Gov. Jeff Landry’s new tax plan will increase sales tax across all parishes, solidifying Louisiana’s historical standing as one of the states with the highest sales tax.
“We have made generational change in this state. We now stand at the threshold of a new era for Louisiana,” Landry said in a statement following his special tax session.
The tax session introduced a flat 3% income tax rate for individuals and a 5.5% rate for corporate income, resulting in a $1.3 billion cut to the state’s budget. How to make up for this cut: a sales tax increase.

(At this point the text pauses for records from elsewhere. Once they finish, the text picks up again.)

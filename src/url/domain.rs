use url::Url;

/// Extracts the lowercase host from a URL
///
/// # Examples
///
/// ```
/// use url::Url;
/// use site_corpus::url::extract_domain;
///
/// let url = Url::parse("https://EXAMPLE.EDU/path").unwrap();
/// assert_eq!(extract_domain(&url), Some("example.edu".to_string()));
/// ```
pub fn extract_domain(url: &Url) -> Option<String> {
    url.host_str().map(|h| h.to_lowercase())
}

/// Checks whether a host falls under an allowed domain suffix
///
/// The match is label-aligned: `example.edu` admits `example.edu` and
/// `catalog.example.edu` but not `badexample.edu`.
pub fn host_matches_suffix(host: &str, suffix: &str) -> bool {
    let host = host.trim_end_matches('.').to_ascii_lowercase();
    let suffix = suffix.trim_start_matches('.').to_ascii_lowercase();

    if suffix.is_empty() {
        return false;
    }

    host == suffix
        || host
            .strip_suffix(suffix.as_str())
            .is_some_and(|prefix| prefix.ends_with('.'))
}
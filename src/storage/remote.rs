//! PostgREST-style remote document store
//!
//! Records are upserted into a table keyed by `url`. Only the retrieval fields
//! are sent; raw HTML stays in the local corpus. Chunks go to their own table
//! keyed by `chunk_key`, one JSON array per batch.

use crate::chunk::Chunk;
use crate::config::RemoteStoreConfig;
use crate::storage::traits::{ChunkSink, DocumentPublisher, PublishError};
use crate::storage::{PageRecord, PageSource};
use crate::ConfigError;
use async_trait::async_trait;
use chrono::{DateTime, Utc};
use reqwest::Client;
use serde::Serialize;
use sha2::{Digest, Sha256};
use std::time::Duration;
use url::Url;

/// Row shape sent to the remote table
#[derive(Debug, Serialize)]
#[serde(rename_all = "camelCase")]
struct RemoteDocument<'a> {
    url: &'a str,
    title: &'a str,
    text: &'a str,
    discovered_at: &'a DateTime<Utc>,
    source: PageSource,
}

impl<'a> From<&'a PageRecord> for RemoteDocument<'a> {
    fn from(record: &'a PageRecord) -> Self {
        Self {
            url: &record.url,
            title: &record.title,
            text: &record.text,
            discovered_at: &record.discovered_at,
            source: record.source,
        }
    }
}

/// Row shape sent to the chunk table
#[derive(Debug, Serialize)]
struct ChunkRow<'a> {
    chunk_key: String,
    url: &'a str,
    title: &'a str,
    section: &'a str,
    anchor: Option<&'a str>,
    content: &'a str,
}

impl<'a> From<&'a Chunk> for ChunkRow<'a> {
    fn from(chunk: &'a Chunk) -> Self {
        Self {
            chunk_key: chunk_key(chunk),
            url: &chunk.url,
            title: &chunk.title,
            section: &chunk.section,
            anchor: chunk.anchor.as_deref(),
            content: &chunk.content,
        }
    }
}

/// Stable upsert key of a chunk: SHA-256 of its URL, section and content
pub fn chunk_key(chunk: &Chunk) -> String {
    let mut hasher = Sha256::new();
    hasher.update(chunk.url.as_bytes());
    hasher.update([0]);
    hasher.update(chunk.section.as_bytes());
    hasher.update([0]);
    hasher.update(chunk.content.as_bytes());
    hex::encode(hasher.finalize())
}

/// Publishes records to `{base}/rest/v1/{table}` with merge-on-conflict
pub struct RestPublisher {
    client: Client,
    endpoint: Url,
    service_key: String,
}

impl RestPublisher {
    /// Creates a publisher for the given service base URL and table
    pub fn new(base_url: &str, table: &str, service_key: String) -> Result<Self, PublishError> {
        let endpoint = format!("{}/rest/v1/{}", base_url.trim_end_matches('/'), table);
        let endpoint = Url::parse(&endpoint).map_err(|e| PublishError::Endpoint(e.to_string()))?;

        let client = Client::builder()
            .timeout(Duration::from_secs(30))
            .connect_timeout(Duration::from_secs(10))
            .build()?;

        Ok(Self {
            client,
            endpoint,
            service_key,
        })
    }

    /// Builds a publisher from configuration, reading the key from the environment
    ///
    /// A missing key is a configuration error: the process must not start a
    /// crawl that silently skips the remote copy it was configured to make.
    pub fn from_config(config: &RemoteStoreConfig) -> Result<Self, ConfigError> {
        Self::for_table(config, &config.table)
    }

    /// Builds a publisher for the configured chunk table
    pub fn chunks_from_config(config: &RemoteStoreConfig) -> Result<Self, ConfigError> {
        Self::for_table(config, &config.chunk_table)
    }

    fn for_table(config: &RemoteStoreConfig, table: &str) -> Result<Self, ConfigError> {
        let key = std::env::var(&config.service_key_env)
            .ok()
            .filter(|k| !k.is_empty())
            .ok_or_else(|| ConfigError::MissingEnv(config.service_key_env.clone()))?;

        Self::new(&config.url, table, key)
            .map_err(|e| ConfigError::InvalidUrl(format!("remote-store: {}", e)))
    }

    pub fn endpoint(&self) -> &Url {
        &self.endpoint
    }

    /// POSTs `body` as an upsert resolved on the `on_conflict` column
    async fn upsert<T: Serialize + ?Sized>(
        &self,
        on_conflict: &str,
        body: &T,
    ) -> Result<(), PublishError> {
        let response = self
            .client
            .post(self.endpoint.clone())
            .query(&[("on_conflict", on_conflict)])
            .header("apikey", &self.service_key)
            .bearer_auth(&self.service_key)
            .header("Prefer", "resolution=merge-duplicates,return=minimal")
            .json(body)
            .send()
            .await?;

        let status = response.status();
        if !status.is_success() {
            let body = response.text().await.unwrap_or_default();
            return Err(PublishError::Status {
                status: status.as_u16(),
                body,
            });
        }

        Ok(())
    }
}

#[async_trait]
impl DocumentPublisher for RestPublisher {
    async fn publish(&self, record: &PageRecord) -> Result<(), PublishError> {
        self.upsert("url", &RemoteDocument::from(record)).await?;
        tracing::debug!("Published {} to remote store", record.url);
        Ok(())
    }
}

#[async_trait]
impl ChunkSink for RestPublisher {
    async fn upsert_chunks(&self, chunks: &[Chunk]) -> Result<(), PublishError> {
        if chunks.is_empty() {
            return Ok(());
        }
        let rows: Vec<ChunkRow<'_>> = chunks.iter().map(ChunkRow::from).collect();
        self.upsert("chunk_key", &rows).await?;
        tracing::debug!("Upserted {} chunks to {}", rows.len(), self.endpoint);
        Ok(())
    }
}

“They adopted a low, flat rate income tax, increased the standard deduction and raised sales taxes to pay for this [cut],” Steven Sheffrin, Tulane University economics professor, said in an email to The Hullabaloo.
Prior to the session, Louisiana had the highest combined state and local sales tax, at 4.45% for the state and 5% for Orleans Parish.
Beginning Jan. 1, the state sales tax will be 5%, making the combined local and state sales tax 10% in Orleans Parish.
Landry also decreased the income tax to 3%, eliminated the corporate franchise tax and reduced corporate income taxes.
“They funded these corporate changes by cutting back on a number of tax credits,” Sheffrin said.
Some Louisianans are displeased with the new tax legislation.
“I think [the new tax legislation] is bad for me personally because I don’t have an income, but I buy thing[s] in Louisiana,” Louisiana resident and sophomore Mae-Ying Stock-Bordnick said.
Sheffrin believes that coordinating state and parish taxes and taxing more services would be effective reforms.
“That would really help smaller businesses by making the system less complex and cumbersome and make Louisiana even more competitive,” he said.